Los muertos silenciosos no se contarán en una estadística, pero estarán ahí. Serán los viejos mal medicados, los padres con ACV, los pibes destruidos por la farlopa, las mujeres masacradas a golpes, los policías asesinados en la calle por delincuentes dispuestos a todo, los delincuentes ajusticiados por sus víctimas, los conductores de vehículos que se peleen en la calle por quién cruzó el semáforo en rojo, los que se tiren a las vías del Belgrano Norte o del San Martín y les caguen el día a miles que van a llegar tarde al trabajo o a casa por culpa de la desdicha de otros. Las embolias, los suicidios, los paros cardíacos, los episodios violentos, las adicciones, serán moneda corriente.
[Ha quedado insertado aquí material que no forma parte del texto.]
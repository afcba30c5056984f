//! Page lifecycle: dependency wait, auth, permissions, load, render.

use crate::context::ContextResolver;
use crate::guard::Navigator;
use crate::page::dependency::{wait_for_dependencies, Dependency};
use crate::page::surface::Surface;
use crate::realtime::RealtimeHub;
use crate::service::DashboardData;
use crate::subscriptions::SubscriptionSet;
use crate::types::DashboardPayload;
use async_trait::async_trait;
use cohort_core::{
    DataLoadingStrategy, PageError, PageLifecycleState, RenderError, RetryPolicy, Role,
    UserIdentity,
};
use cohort_session::SessionStore;
use std::future::Future;
use std::sync::{Arc, Mutex};
use tracing::{debug, error, info, warn};
use uuid::Uuid;

/// Page-specific pieces plugged into the shared lifecycle.
#[async_trait]
pub trait DashboardPage: Send + Sync {
    fn name(&self) -> &str;

    /// Exact role this page is for. `None` admits every signed-in role.
    fn required_role(&self) -> Option<Role> {
        None
    }

    /// Render the page body. Use [`PageContext::section`] so one failing
    /// section does not take the others down.
    async fn render_dashboard_content(&self, ctx: &PageContext<'_>) -> Result<(), RenderError>;

    /// Register long-lived listeners once the page first reaches Ready.
    fn on_ready(
        &self,
        _services: &PageServices,
        _identity: &UserIdentity,
        _subscriptions: &mut SubscriptionSet,
    ) {
    }
}

/// Collaborators shared by every page.
#[derive(Clone)]
pub struct PageServices {
    pub session: Arc<SessionStore>,
    pub resolver: Arc<ContextResolver>,
    pub data: DashboardData,
    pub navigator: Arc<dyn Navigator>,
    pub surface: Arc<dyn Surface>,
    pub realtime: RealtimeHub,
    pub dependency_wait: RetryPolicy,
}

/// View of the loaded page handed to content renderers.
pub struct PageContext<'a> {
    identity: &'a UserIdentity,
    payload: &'a DashboardPayload,
    services: &'a PageServices,
    force_refresh: bool,
    failed: Mutex<Vec<String>>,
}

impl<'a> PageContext<'a> {
    fn new(
        identity: &'a UserIdentity,
        payload: &'a DashboardPayload,
        services: &'a PageServices,
        force_refresh: bool,
    ) -> Self {
        Self {
            identity,
            payload,
            services,
            force_refresh,
            failed: Mutex::new(Vec::new()),
        }
    }

    pub fn identity(&self) -> &UserIdentity {
        self.identity
    }

    pub fn payload(&self) -> &DashboardPayload {
        self.payload
    }

    pub fn resolver(&self) -> &ContextResolver {
        &self.services.resolver
    }

    pub fn data(&self) -> &DashboardData {
        &self.services.data
    }

    pub fn surface(&self) -> &dyn Surface {
        self.services.surface.as_ref()
    }

    pub fn strategy(&self) -> DataLoadingStrategy {
        self.services.resolver.data_loading_strategy()
    }

    /// True while a manual refresh is re-rendering the page.
    pub fn force_refresh(&self) -> bool {
        self.force_refresh
    }

    /// Build and draw one section. A failure shows that section's fallback
    /// and is recorded; it never propagates.
    pub async fn section<F, Fut>(&self, name: &str, build: F) -> bool
    where
        F: FnOnce() -> Fut,
        Fut: Future<Output = Result<Vec<String>, RenderError>>,
    {
        let drawn = match build().await {
            Ok(lines) => self.surface().render_section(name, &lines),
            Err(err) => Err(err),
        };
        match drawn {
            Ok(()) => true,
            Err(err) => {
                self.contain(name, &err);
                false
            }
        }
    }

    fn contain(&self, section: &str, err: &RenderError) {
        warn!(section, error = %err, "section failed to render");
        self.surface().show_section_fallback(section, err);
        self.failed
            .lock()
            .unwrap_or_else(|poisoned| poisoned.into_inner())
            .push(section.to_string());
    }

    fn into_report(self) -> RenderReport {
        RenderReport {
            failed_sections: self
                .failed
                .into_inner()
                .unwrap_or_else(|poisoned| poisoned.into_inner()),
        }
    }
}

/// Sections that fell back during one render pass.
#[derive(Debug, Clone, Default, PartialEq, Eq)]
pub struct RenderReport {
    pub failed_sections: Vec<String>,
}

impl RenderReport {
    pub fn is_clean(&self) -> bool {
        self.failed_sections.is_empty()
    }
}

/// How an initialisation run ended.
#[derive(Debug, Clone, PartialEq, Eq)]
pub enum PageOutcome {
    Ready(RenderReport),
    /// No session; the login prompt is showing.
    LoginRequired,
    /// Wrong role; navigated to the viewer's own home.
    Redirected { target: String },
    Failed(PageError),
}

impl PageOutcome {
    pub fn is_ready(&self) -> bool {
        matches!(self, Self::Ready(_))
    }
}

/// Result of [`PageController::revalidate`].
#[derive(Debug, Clone, Copy, PartialEq, Eq)]
pub enum SessionCheck {
    /// The page still belongs to the current viewer.
    Unchanged,
    /// The viewer signed out or changed; the page has been destroyed.
    Ended,
}

/// Drives one page view through [`PageLifecycleState`].
pub struct PageController {
    id: Uuid,
    page: Arc<dyn DashboardPage>,
    services: PageServices,
    dependencies: Vec<Arc<dyn Dependency>>,
    state: PageLifecycleState,
    history: Vec<PageLifecycleState>,
    outcome: Option<PageOutcome>,
    identity: Option<UserIdentity>,
    payload: Option<DashboardPayload>,
    subscriptions: SubscriptionSet,
    destroyed: bool,
}

impl PageController {
    pub fn new(page: Arc<dyn DashboardPage>, services: PageServices) -> Self {
        let dependencies: Vec<Arc<dyn Dependency>> = vec![
            services.session.clone(),
            services.resolver.clone(),
            Arc::new(services.data.loader().clone()),
        ];
        Self {
            id: Uuid::now_v7(),
            page,
            services,
            dependencies,
            state: PageLifecycleState::Uninitialized,
            history: Vec::new(),
            outcome: None,
            identity: None,
            payload: None,
            subscriptions: SubscriptionSet::new(),
            destroyed: false,
        }
    }

    /// Add a collaborator the dependency wait must see ready.
    pub fn with_dependency(mut self, dependency: Arc<dyn Dependency>) -> Self {
        self.dependencies.push(dependency);
        self
    }

    pub fn id(&self) -> Uuid {
        self.id
    }

    pub fn state(&self) -> PageLifecycleState {
        self.state
    }

    /// Every state entered, in order.
    pub fn history(&self) -> &[PageLifecycleState] {
        &self.history
    }

    pub fn outcome(&self) -> Option<&PageOutcome> {
        self.outcome.as_ref()
    }

    pub fn payload(&self) -> Option<&DashboardPayload> {
        self.payload.as_ref()
    }

    pub fn subscriptions(&self) -> &SubscriptionSet {
        &self.subscriptions
    }

    pub fn is_destroyed(&self) -> bool {
        self.destroyed
    }

    /// Run the full lifecycle once.
    pub async fn initialize(&mut self) -> PageOutcome {
        if self.destroyed {
            return PageOutcome::Failed(PageError::Destroyed);
        }
        if self.state != PageLifecycleState::Uninitialized {
            warn!(page = %self.page.name(), state = %self.state, "page already initialized");
            return self
                .outcome
                .clone()
                .unwrap_or(PageOutcome::Failed(PageError::NotReady { state: self.state }));
        }

        info!(page = %self.page.name(), page_id = %self.id, "page initializing");
        let outcome = self.run().await;
        self.outcome = Some(outcome.clone());
        outcome
    }

    async fn run(&mut self) -> PageOutcome {
        self.transition(PageLifecycleState::WaitingForDependencies);
        self.services.surface.show_loading(self.page.name());
        if let Err(err) =
            wait_for_dependencies(&self.dependencies, self.services.dependency_wait).await
        {
            return self.fail(err);
        }

        self.transition(PageLifecycleState::CheckingAuth);
        let Some(identity) = self.services.session.identity() else {
            info!(page = %self.page.name(), "no session, showing login prompt");
            self.services.surface.show_login_prompt(self.page.name());
            return PageOutcome::LoginRequired;
        };

        self.transition(PageLifecycleState::CheckingPermissions);
        if let Some(required) = self.page.required_role() {
            let role = self.services.resolver.role().unwrap_or(identity.role);
            if role != required {
                let target = role.home_path().to_string();
                info!(
                    page = %self.page.name(),
                    required = %required,
                    role = %role,
                    to = %target,
                    "role mismatch, redirecting to role home"
                );
                self.services.navigator.redirect(&target);
                return PageOutcome::Redirected { target };
            }
        }
        self.identity = Some(identity);

        match self.load_and_render(false).await {
            Ok(report) => {
                if let Some(identity) = self.identity.as_ref() {
                    self.page
                        .on_ready(&self.services, identity, &mut self.subscriptions);
                }
                info!(
                    page = %self.page.name(),
                    subscriptions = self.subscriptions.len(),
                    failed_sections = report.failed_sections.len(),
                    "page ready"
                );
                PageOutcome::Ready(report)
            }
            Err(err) => self.fail(err),
        }
    }

    /// Reload the payload and render again. Only valid from Ready.
    pub async fn refresh(&mut self) -> Result<RenderReport, PageError> {
        if self.destroyed {
            return Err(PageError::Destroyed);
        }
        if self.state != PageLifecycleState::Ready {
            return Err(PageError::NotReady { state: self.state });
        }

        debug!(page = %self.page.name(), "page refresh");
        match self.load_and_render(true).await {
            Ok(report) => {
                self.outcome = Some(PageOutcome::Ready(report.clone()));
                Ok(report)
            }
            Err(err) => {
                let outcome = self.fail(err.clone());
                self.outcome = Some(outcome);
                Err(err)
            }
        }
    }

    /// Compare the rendered viewer with the current session.
    ///
    /// A page rendered for an identity that has since signed out or changed
    /// drops every cached dashboard read and is destroyed. Call after each
    /// session change, e.g. from [`crate::RouteGuard::watch`].
    pub fn revalidate(&mut self) -> SessionCheck {
        if self.destroyed {
            return SessionCheck::Ended;
        }
        let Some(rendered) = self.identity.as_ref() else {
            return SessionCheck::Unchanged;
        };
        let current = self.services.session.identity();
        if current.as_ref() == Some(rendered) {
            return SessionCheck::Unchanged;
        }

        let cleared = self.services.data.loader().clear();
        info!(
            page = %self.page.name(),
            user_id = %rendered.id,
            signed_out = current.is_none(),
            cleared,
            "viewer changed, closing page"
        );
        if current.is_none() {
            self.services.surface.show_login_prompt(self.page.name());
        }
        self.identity = None;
        self.payload = None;
        self.destroy();
        SessionCheck::Ended
    }

    /// Release every subscription. The controller cannot be used afterwards.
    pub fn destroy(&mut self) {
        if self.destroyed {
            return;
        }
        let released = self.subscriptions.release_all();
        self.destroyed = true;
        info!(page = %self.page.name(), page_id = %self.id, released, "page destroyed");
    }

    async fn load_and_render(&mut self, force_refresh: bool) -> Result<RenderReport, PageError> {
        let identity = self
            .identity
            .clone()
            .ok_or(PageError::NotReady { state: self.state })?;

        self.transition(PageLifecycleState::LoadingData);
        let payload = self.services.data.dashboard(&identity.id, force_refresh).await?;

        self.transition(PageLifecycleState::Rendering);
        let report = render(self.page.as_ref(), &self.services, &identity, &payload, force_refresh)
            .await;
        self.payload = Some(payload);

        self.transition(PageLifecycleState::Ready);
        Ok(report)
    }

    fn fail(&mut self, err: PageError) -> PageOutcome {
        error!(page = %self.page.name(), state = %self.state, error = %err, "page failed");
        self.transition(PageLifecycleState::Failed);
        self.services.surface.show_error(self.page.name(), &err);
        PageOutcome::Failed(err)
    }

    fn transition(&mut self, next: PageLifecycleState) {
        debug_assert!(
            self.state.can_transition_to(next),
            "illegal page transition {} -> {}",
            self.state,
            next
        );
        debug!(page = %self.page.name(), from = %self.state, to = %next, "page state");
        self.state = next;
        self.history.push(next);
    }
}

/// Profile, then stats, then the page body. Each part fails on its own.
async fn render(
    page: &dyn DashboardPage,
    services: &PageServices,
    identity: &UserIdentity,
    payload: &DashboardPayload,
    force_refresh: bool,
) -> RenderReport {
    let ctx = PageContext::new(identity, payload, services, force_refresh);

    if let Err(err) = services.surface.render_profile(&payload.profile) {
        ctx.contain("profile", &err);
    }
    if let Err(err) = services.surface.render_stats(&payload.stats) {
        ctx.contain("stats", &err);
    }
    if let Err(err) = page.render_dashboard_content(&ctx).await {
        ctx.contain("content", &err);
    }

    ctx.into_report()
}

impl std::fmt::Debug for PageController {
    fn fmt(&self, f: &mut std::fmt::Formatter<'_>) -> std::fmt::Result {
        f.debug_struct("PageController")
            .field("id", &self.id)
            .field("page", &self.page.name())
            .field("state", &self.state)
            .field("subscriptions", &self.subscriptions.len())
            .field("destroyed", &self.destroyed)
            .finish()
    }
}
¿Y quién pagará por esos muertos? Nadie, porque es mucho más barato para un asesino inducir a un pueblo a un suicidio a través de la subversión de todos sus valores que iniciar una guerra. Los muertos los pondremos nosotros de una manera o de otra, la casta no tiene miedo.

Comentarios

  1. Fiel a la realidad como todos los textos de Rosario. A uno que es hijo de trabajadores se le pone la piel de gallina con las descripciones que hace del oscurecimiento de la vida en familia durante las crisis económicas. Como buena escritora peronista habla del trabajador, del hombre de a pie. Nada de andar empatizando por la farándula o el progre de turno que juegue a hacerse el revolucionario. Gracias a Dios en este hermoso país todavia quedan peronistas y una es esta excelente escritora de San Miguel.